[Records for this exercise — start]

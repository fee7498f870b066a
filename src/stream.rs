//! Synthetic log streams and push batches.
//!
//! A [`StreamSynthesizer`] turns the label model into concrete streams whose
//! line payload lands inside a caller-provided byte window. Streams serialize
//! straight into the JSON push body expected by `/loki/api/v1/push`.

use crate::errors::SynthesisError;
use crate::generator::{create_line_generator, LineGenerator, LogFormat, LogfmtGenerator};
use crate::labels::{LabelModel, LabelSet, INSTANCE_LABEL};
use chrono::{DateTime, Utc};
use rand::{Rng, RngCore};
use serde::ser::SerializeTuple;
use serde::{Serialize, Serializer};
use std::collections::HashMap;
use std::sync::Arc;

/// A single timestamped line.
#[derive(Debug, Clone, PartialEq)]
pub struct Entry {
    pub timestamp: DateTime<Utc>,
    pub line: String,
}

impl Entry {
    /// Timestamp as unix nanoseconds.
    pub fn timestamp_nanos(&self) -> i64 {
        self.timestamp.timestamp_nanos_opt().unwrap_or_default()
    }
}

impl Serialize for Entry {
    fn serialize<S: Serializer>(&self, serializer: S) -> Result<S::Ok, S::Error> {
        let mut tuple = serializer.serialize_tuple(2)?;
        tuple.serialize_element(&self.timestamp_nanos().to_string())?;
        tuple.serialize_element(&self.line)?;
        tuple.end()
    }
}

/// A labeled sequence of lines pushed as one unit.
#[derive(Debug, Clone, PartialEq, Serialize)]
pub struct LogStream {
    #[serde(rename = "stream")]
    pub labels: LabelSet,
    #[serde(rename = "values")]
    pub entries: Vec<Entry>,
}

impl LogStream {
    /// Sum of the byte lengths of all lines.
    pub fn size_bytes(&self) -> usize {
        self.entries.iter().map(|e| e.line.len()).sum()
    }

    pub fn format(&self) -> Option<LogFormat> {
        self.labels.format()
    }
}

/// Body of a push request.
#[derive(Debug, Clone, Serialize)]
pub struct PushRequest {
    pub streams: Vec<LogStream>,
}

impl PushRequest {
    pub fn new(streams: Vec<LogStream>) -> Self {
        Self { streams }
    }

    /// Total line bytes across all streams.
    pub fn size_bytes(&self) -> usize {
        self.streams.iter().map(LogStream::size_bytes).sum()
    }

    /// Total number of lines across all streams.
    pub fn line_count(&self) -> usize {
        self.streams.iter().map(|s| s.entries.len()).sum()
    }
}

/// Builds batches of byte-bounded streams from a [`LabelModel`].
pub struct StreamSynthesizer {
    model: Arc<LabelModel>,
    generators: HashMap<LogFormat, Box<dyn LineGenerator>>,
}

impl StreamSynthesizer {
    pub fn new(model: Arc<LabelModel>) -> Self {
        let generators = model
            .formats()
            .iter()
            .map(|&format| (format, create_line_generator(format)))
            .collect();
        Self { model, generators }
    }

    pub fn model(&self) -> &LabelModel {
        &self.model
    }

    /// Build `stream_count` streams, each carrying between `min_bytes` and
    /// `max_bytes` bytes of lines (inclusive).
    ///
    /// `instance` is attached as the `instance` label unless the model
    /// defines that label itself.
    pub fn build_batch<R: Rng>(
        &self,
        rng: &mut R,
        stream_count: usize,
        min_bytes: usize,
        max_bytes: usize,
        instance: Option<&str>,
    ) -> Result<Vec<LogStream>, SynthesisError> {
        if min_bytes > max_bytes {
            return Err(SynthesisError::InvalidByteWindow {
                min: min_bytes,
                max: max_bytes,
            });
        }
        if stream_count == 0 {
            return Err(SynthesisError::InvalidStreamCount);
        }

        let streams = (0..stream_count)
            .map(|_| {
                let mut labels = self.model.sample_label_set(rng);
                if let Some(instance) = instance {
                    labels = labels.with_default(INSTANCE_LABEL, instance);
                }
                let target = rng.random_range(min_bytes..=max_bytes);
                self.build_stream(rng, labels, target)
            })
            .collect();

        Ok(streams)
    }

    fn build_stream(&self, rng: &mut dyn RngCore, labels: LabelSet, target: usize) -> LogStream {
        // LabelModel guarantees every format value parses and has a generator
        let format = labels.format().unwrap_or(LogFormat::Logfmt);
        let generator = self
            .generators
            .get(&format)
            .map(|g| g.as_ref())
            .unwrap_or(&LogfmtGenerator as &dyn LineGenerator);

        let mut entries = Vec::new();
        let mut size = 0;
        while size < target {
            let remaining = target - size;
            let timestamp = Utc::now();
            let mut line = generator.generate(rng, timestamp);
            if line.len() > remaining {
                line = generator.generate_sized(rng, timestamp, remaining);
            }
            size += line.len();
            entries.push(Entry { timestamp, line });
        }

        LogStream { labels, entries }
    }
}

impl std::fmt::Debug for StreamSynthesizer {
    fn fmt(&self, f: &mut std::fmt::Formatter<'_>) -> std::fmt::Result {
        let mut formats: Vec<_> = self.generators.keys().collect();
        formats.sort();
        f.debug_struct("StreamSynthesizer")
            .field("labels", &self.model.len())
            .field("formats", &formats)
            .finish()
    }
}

[Records for this exercise — finish]
[Records for this exercise — start]

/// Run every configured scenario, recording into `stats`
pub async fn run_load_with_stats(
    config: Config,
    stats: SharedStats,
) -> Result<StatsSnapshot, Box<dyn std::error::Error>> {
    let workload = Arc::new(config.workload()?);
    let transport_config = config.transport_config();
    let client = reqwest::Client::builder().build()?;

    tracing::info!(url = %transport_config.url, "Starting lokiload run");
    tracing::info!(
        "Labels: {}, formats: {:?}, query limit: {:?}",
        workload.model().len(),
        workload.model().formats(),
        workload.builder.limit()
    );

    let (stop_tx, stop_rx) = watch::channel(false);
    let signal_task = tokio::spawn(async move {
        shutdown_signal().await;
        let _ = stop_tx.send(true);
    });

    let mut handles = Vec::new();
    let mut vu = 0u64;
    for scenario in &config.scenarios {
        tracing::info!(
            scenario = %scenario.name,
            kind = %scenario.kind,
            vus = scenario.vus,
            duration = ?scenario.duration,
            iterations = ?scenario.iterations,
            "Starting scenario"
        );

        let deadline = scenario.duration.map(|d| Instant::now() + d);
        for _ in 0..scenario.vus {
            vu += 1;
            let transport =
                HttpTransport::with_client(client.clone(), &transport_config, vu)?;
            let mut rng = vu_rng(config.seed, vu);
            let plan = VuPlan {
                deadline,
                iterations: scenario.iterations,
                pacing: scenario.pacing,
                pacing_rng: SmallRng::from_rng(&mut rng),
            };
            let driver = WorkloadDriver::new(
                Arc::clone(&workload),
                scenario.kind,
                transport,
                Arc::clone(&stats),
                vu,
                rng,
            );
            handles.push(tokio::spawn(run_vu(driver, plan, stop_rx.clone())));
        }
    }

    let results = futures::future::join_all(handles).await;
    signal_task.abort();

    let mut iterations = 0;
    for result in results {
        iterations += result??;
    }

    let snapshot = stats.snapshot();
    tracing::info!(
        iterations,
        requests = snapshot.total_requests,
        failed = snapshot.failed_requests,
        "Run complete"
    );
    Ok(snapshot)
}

[Records for this exercise — finish]

What the task requires
Among the lines above, find the one with "repository fee7498f870b066a" and the one with "impl Serialize for". Quote both and everything between them, exactly.

Solution
repository fee7498f870b066a
filename src/stream.rs
//! Synthetic log streams and push batches.
//!
//! A [`StreamSynthesizer`] turns the label model into concrete streams whose
//! line payload lands inside a caller-provided byte window. Streams serialize
//! straight into the JSON push body expected by `/loki/api/v1/push`.

use crate::errors::SynthesisError;
use crate::generator::{create_line_generator, LineGenerator, LogFormat, LogfmtGenerator};
use crate::labels::{LabelModel, LabelSet, INSTANCE_LABEL};
use chrono::{DateTime, Utc};
use rand::{Rng, RngCore};
use serde::ser::SerializeTuple;
use serde::{Serialize, Serializer};
use std::collections::HashMap;
use std::sync::Arc;

/// A single timestamped line.
#[derive(Debug, Clone, PartialEq)]
pub struct Entry {
    pub timestamp: DateTime<Utc>,
    pub line: String,
}

impl Entry {
    /// Timestamp as unix nanoseconds.
    pub fn timestamp_nanos(&self) -> i64 {
        self.timestamp.timestamp_nanos_opt().unwrap_or_default()
    }
}

impl Serialize for Entry {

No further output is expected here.